▸ **TASK REQUIREMENTS**
In the records below, find the line with "filename src/auth/dto.rs" and the line with "The code expires"; return exactly those lines and every line between them.

▸ **RECORDS TO USE**
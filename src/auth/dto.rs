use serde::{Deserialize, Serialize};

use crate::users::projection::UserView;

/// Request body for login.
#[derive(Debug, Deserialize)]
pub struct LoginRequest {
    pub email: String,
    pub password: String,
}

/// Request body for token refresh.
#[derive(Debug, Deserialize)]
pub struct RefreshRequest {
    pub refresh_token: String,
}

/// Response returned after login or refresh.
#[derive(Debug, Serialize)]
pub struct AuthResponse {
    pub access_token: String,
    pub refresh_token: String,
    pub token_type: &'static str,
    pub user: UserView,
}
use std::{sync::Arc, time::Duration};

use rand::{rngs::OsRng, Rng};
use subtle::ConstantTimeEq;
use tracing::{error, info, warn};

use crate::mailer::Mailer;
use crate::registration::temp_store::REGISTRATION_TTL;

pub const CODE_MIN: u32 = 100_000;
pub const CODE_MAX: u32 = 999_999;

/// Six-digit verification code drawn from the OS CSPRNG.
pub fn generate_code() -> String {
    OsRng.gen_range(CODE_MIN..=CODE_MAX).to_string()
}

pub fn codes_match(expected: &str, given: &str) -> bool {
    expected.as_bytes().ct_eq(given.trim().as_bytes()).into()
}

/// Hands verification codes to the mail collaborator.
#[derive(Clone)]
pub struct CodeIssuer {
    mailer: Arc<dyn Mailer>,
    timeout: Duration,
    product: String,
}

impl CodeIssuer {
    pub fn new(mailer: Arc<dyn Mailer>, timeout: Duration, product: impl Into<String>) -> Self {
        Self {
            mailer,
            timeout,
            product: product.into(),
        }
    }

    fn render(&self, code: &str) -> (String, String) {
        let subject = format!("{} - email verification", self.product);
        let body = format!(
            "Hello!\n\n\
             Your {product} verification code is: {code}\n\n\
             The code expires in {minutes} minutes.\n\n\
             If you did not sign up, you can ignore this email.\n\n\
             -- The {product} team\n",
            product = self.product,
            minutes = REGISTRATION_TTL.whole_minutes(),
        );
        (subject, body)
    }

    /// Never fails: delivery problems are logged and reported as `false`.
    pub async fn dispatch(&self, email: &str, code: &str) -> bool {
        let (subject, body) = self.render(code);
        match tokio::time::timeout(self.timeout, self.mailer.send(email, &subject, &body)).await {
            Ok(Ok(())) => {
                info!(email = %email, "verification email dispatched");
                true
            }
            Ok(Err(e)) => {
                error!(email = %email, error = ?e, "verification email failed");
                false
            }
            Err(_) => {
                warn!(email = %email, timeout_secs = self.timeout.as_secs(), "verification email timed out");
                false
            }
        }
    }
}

--

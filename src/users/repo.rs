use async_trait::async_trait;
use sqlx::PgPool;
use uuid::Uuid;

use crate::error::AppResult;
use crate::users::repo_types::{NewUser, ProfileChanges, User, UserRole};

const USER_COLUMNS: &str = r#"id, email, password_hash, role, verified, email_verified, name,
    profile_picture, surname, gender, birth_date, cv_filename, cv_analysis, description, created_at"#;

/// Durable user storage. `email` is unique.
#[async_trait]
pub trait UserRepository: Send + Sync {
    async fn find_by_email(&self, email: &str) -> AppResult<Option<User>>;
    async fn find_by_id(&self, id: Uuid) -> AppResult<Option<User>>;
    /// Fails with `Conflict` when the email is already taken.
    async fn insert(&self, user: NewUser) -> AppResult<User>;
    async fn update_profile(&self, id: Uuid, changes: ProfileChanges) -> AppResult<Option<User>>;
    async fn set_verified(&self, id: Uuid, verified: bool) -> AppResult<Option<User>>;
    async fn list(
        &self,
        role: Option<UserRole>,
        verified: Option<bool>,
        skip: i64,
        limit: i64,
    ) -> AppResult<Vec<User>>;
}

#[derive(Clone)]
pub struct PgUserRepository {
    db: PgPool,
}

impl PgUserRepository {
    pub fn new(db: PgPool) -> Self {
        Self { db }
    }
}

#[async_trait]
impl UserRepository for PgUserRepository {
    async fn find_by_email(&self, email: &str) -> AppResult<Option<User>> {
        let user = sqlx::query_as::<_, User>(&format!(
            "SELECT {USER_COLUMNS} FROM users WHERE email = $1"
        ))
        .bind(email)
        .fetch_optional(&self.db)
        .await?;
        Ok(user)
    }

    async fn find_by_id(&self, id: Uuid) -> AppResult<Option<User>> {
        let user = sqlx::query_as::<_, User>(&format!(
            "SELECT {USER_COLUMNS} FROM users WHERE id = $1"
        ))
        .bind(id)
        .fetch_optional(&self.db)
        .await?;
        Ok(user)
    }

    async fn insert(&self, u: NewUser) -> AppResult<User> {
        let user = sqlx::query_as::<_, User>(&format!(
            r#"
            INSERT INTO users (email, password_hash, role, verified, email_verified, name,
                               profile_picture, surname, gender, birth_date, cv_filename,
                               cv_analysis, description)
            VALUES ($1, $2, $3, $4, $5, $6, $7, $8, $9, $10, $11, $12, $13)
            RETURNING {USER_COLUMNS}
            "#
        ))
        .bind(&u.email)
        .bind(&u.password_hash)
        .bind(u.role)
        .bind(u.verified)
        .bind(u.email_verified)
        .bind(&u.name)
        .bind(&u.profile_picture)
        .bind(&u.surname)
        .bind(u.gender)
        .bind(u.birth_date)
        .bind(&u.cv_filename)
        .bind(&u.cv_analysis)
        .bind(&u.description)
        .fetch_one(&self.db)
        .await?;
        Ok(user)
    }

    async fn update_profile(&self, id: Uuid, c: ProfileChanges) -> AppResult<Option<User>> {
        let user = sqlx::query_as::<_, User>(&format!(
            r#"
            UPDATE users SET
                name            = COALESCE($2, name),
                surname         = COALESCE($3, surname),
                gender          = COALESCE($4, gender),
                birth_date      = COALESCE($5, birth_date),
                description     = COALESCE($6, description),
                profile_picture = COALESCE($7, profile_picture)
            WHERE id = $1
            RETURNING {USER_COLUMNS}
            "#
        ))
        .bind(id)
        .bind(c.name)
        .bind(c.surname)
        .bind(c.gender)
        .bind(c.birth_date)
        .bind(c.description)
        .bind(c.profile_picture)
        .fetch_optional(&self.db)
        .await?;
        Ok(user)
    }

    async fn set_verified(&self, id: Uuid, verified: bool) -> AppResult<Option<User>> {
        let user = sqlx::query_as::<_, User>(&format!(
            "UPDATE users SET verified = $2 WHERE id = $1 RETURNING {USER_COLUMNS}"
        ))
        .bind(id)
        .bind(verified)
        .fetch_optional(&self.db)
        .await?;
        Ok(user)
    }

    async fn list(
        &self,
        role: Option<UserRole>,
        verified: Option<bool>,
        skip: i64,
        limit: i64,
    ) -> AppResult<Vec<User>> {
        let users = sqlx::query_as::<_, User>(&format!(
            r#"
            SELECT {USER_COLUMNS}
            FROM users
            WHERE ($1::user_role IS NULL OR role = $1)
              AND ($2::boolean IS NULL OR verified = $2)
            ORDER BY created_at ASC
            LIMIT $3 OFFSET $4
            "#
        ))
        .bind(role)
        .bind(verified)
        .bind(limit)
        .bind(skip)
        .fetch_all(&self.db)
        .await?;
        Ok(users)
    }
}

* * *

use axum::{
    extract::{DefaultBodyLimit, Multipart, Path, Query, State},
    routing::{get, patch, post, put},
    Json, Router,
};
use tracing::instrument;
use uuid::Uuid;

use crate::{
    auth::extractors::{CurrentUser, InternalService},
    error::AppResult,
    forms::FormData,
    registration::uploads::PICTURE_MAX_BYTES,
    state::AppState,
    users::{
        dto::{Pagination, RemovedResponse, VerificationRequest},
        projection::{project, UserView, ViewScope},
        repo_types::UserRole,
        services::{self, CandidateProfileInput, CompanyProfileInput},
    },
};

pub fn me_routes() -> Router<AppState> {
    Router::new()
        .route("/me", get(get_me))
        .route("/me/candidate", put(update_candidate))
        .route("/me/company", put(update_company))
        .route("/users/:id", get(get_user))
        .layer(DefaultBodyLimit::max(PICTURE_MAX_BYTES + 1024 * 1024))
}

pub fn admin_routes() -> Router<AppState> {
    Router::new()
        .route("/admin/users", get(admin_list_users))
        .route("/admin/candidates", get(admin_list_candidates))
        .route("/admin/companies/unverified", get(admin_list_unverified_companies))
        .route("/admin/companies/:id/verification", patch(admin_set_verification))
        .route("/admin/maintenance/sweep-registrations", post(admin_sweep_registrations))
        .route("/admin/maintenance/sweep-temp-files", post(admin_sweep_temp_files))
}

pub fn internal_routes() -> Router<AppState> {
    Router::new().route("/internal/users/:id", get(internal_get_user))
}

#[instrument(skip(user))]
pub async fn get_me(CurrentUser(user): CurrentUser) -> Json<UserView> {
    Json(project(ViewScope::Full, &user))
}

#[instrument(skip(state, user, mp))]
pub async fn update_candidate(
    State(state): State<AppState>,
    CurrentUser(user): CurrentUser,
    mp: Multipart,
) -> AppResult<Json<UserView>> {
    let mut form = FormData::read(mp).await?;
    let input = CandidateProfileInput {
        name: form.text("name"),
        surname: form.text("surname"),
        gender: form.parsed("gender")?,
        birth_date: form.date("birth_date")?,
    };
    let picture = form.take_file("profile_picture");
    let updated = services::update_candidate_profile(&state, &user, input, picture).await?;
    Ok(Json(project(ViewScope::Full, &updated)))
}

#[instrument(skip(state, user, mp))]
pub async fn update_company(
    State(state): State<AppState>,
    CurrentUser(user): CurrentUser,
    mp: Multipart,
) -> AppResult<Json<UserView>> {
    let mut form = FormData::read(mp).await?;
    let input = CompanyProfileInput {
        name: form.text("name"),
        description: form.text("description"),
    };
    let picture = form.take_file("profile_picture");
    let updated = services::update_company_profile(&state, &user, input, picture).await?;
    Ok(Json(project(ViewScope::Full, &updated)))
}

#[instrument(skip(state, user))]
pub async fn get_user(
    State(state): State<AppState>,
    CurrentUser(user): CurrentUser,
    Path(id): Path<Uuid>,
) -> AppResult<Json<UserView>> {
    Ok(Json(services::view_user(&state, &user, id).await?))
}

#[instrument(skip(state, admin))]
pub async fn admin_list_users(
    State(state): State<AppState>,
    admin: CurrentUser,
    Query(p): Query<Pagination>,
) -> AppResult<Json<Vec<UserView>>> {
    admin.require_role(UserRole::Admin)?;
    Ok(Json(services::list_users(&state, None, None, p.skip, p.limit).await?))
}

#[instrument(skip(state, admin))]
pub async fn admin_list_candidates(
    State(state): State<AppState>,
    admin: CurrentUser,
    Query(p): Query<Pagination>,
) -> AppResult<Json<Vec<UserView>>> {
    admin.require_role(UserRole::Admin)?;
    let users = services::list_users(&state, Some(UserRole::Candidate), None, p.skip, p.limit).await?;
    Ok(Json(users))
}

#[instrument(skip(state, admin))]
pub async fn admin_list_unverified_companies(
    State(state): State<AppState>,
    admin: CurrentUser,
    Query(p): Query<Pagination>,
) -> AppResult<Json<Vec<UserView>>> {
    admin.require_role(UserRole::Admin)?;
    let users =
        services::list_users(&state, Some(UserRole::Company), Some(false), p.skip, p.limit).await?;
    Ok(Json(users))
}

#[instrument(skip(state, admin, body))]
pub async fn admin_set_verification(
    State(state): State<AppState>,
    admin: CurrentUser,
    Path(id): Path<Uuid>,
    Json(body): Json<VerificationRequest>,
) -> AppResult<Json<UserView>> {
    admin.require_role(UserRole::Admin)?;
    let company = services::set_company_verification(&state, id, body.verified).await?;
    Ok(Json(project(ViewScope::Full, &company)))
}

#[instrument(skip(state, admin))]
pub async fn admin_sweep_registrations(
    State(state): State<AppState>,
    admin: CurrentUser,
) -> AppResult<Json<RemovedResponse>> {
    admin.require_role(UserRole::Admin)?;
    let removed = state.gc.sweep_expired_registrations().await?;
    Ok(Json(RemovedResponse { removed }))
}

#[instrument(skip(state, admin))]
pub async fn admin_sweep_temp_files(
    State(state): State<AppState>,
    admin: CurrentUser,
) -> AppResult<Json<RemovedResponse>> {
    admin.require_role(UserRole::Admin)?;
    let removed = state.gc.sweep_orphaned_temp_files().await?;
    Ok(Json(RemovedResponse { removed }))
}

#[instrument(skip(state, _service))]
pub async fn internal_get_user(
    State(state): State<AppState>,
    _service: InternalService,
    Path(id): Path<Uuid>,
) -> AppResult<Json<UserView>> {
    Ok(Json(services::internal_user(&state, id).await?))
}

▸ **ANSWER BOX**
filename src/auth/dto.rs
use serde::{Deserialize, Serialize};

use crate::users::projection::UserView;

/// Request body for login.
#[derive(Debug, Deserialize)]
pub struct LoginRequest {
    pub email: String,
    pub password: String,
}

/// Request body for token refresh.
#[derive(Debug, Deserialize)]
pub struct RefreshRequest {
    pub refresh_token: String,
}

/// Response returned after login or refresh.
#[derive(Debug, Serialize)]
pub struct AuthResponse {
    pub access_token: String,
    pub refresh_token: String,
    pub token_type: &'static str,
    pub user: UserView,
}
use std::{sync::Arc, time::Duration};

use rand::{rngs::OsRng, Rng};
use subtle::ConstantTimeEq;
use tracing::{error, info, warn};

use crate::mailer::Mailer;
use crate::registration::temp_store::REGISTRATION_TTL;

pub const CODE_MIN: u32 = 100_000;
pub const CODE_MAX: u32 = 999_999;

/// Six-digit verification code drawn from the OS CSPRNG.
pub fn generate_code() -> String {
    OsRng.gen_range(CODE_MIN..=CODE_MAX).to_string()
}

pub fn codes_match(expected: &str, given: &str) -> bool {
    expected.as_bytes().ct_eq(given.trim().as_bytes()).into()
}

/// Hands verification codes to the mail collaborator.
#[derive(Clone)]
pub struct CodeIssuer {
    mailer: Arc<dyn Mailer>,
    timeout: Duration,
    product: String,
}

impl CodeIssuer {
    pub fn new(mailer: Arc<dyn Mailer>, timeout: Duration, product: impl Into<String>) -> Self {
        Self {
            mailer,
            timeout,
            product: product.into(),
        }
    }

    fn render(&self, code: &str) -> (String, String) {
        let subject = format!("{} - email verification", self.product);
        let body = format!(
            "Hello!\n\n\
             Your {product} verification code is: {code}\n\n\
             The code expires in {minutes} minutes.\n\n\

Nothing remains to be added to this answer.